Na bezludną wyspę zabrałbym zamiast książek samego Ireneusza Kanię. I najpewniej wypytywałbym go o fundamentalnego dla mnie filozofa, Emila Ciorana. Kania w latach 90. intensywnie publikował kolejne dzieła rumuńskiego marudera w nieodżałowanej Oficynie Literackiej. Tytuły takie jak „O niedogodnościach narodzin” czy „Zły Demiurg” określiły po dziś dzień szczyty rozpaczy egzystencjalnej, jakiej potrafi sprostać stylista tej miary, co Cioran. I przekazać ją w języku tyleż furiatycznym, co nieskończenie poetyckim, a zarazem dotkliwie konkretnym.

Kania przekładał Ciorana i z okresu rumuńskiego, i z francuskiego. Odnoszę wrażenie, że brzmienie Ciorana jest faktycznie mistrzostwem przekładu Kani. Cała dekada lat 90. była dla mnie de facto oczekiwaniem na nowe książki Ciorana w przekładzie Kani. Oczywiście Cioran znalazł wspaniałych tłumaczy w osobach Marka Bieńczyka czy Anastazji Dwulit. Ale to właśnie Ireneusz Kania dał potężny impuls do wprowadzenia myśli Ciorana wprost w krwioobieg polskiej humanistyki, zasilając ją przy okazji śmiertelną dawką sceptycyzmu.

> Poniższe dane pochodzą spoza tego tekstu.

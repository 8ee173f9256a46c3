//! Unified error types surfaced by the pipeline API.
//!
//! Each stage keeps its own error enum; [`PipelineError`] wraps them so the
//! manager and the dispatcher can bubble failures up with consistent context.
use thiserror::Error;
use tokio::sync::oneshot;

use crate::manager::PipelineReport;

pub use crate::actions::ActionError;
pub use crate::repository::StoreError;
pub use crate::rules::RuleError;
pub use crate::signals::SignalError;

pub type Result<T> = std::result::Result<T, PipelineError>;

#[derive(Debug, Error)]
pub enum PipelineError {
    #[error(transparent)]
    Signal(#[from] SignalError),

    #[error(transparent)]
    Registry(#[from] RegistryError),

    #[error(transparent)]
    Store(#[from] StoreError),

    #[error(transparent)]
    Action(#[from] ActionError),

    #[error("rule {rule_id} is bound to unknown action {action_id}")]
    UnknownActionBinding { rule_id: String, action_id: String },

    #[error("pipeline requires a state store before building")]
    MissingStore,

    #[error("event processing cancelled before actions ran")]
    Cancelled,

    /// Cancelled while an action batch was running; the report describes
    /// what did run and the state that was persisted for it.
    #[error("event processing interrupted after partial execution")]
    Interrupted(Box<PipelineReport>),

    #[error("dispatcher command channel closed")]
    CommandChannelClosed,

    #[error("dispatcher reply channel closed")]
    ReplyChannelClosed(#[source] oneshot::error::RecvError),

    #[error("dispatcher worker join failed")]
    WorkerJoin(#[source] tokio::task::JoinError),
}

/// Errors raised by the rule and action catalogs.
#[derive(Debug, Error)]
pub enum RegistryError {
    #[error("rule {0} is already registered")]
    DuplicateRuleId(String),

    #[error("rule {0} is not registered")]
    RuleNotFound(String),

    #[error("action {0} is already registered")]
    DuplicateActionId(String),

    #[error("registry lock was poisoned")]
    LockPoisoned,
}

Nikt tak pięknie nie wątpił w człowieka, jak Emil Cioran. Dla dwudziestolatka, jakim kiedyś byłem, okazał się dawcą języka rozpaczy, w którym mieściło się całe doświadczenie chaosmosu, tak charakterystyczne dla dojrzewającego chłopaka z bloków, z ambicjami literackimi. Z Cioranem Kani rosłem i chyba z niego nie wyrosłem. Kiedy ukazały się gargantuiczne „Zeszyty”, pomyślałem, że Ireneusz Kania właśnie osiągnął nirwanę przekładu. Ta książka to był szach i mat dla kogoś, kto chciałby w literaturze wątpić bardziej. W jakimś sensie była to dla mnie książka przeklęta – tomiszcze, którego nie da się przekroczyć, zatruta krynica „wiedzy rozpadu”, w której można tylko utonąć. „Zeszyty” były usprawiedliwieniem wszystkich moich porażek, życiowych uników, abulii, w które popadłem po wielokrotnej lekturze. Zaczytałem „Zeszyty” na amen. Stoją na regale jak otwarta rana, w której jątrzy się depresyjna gangrena. Nigdy później – w spotkaniu z literaturą – nie czułem podobnego wstrętu do życia jako takiego, do marnej wegetacji wśród bliźnich, „spionizowanych szkieletów”, jak delikatnie rzecz ujął Cioran w ekstremalnym eseju „Paleontologia”.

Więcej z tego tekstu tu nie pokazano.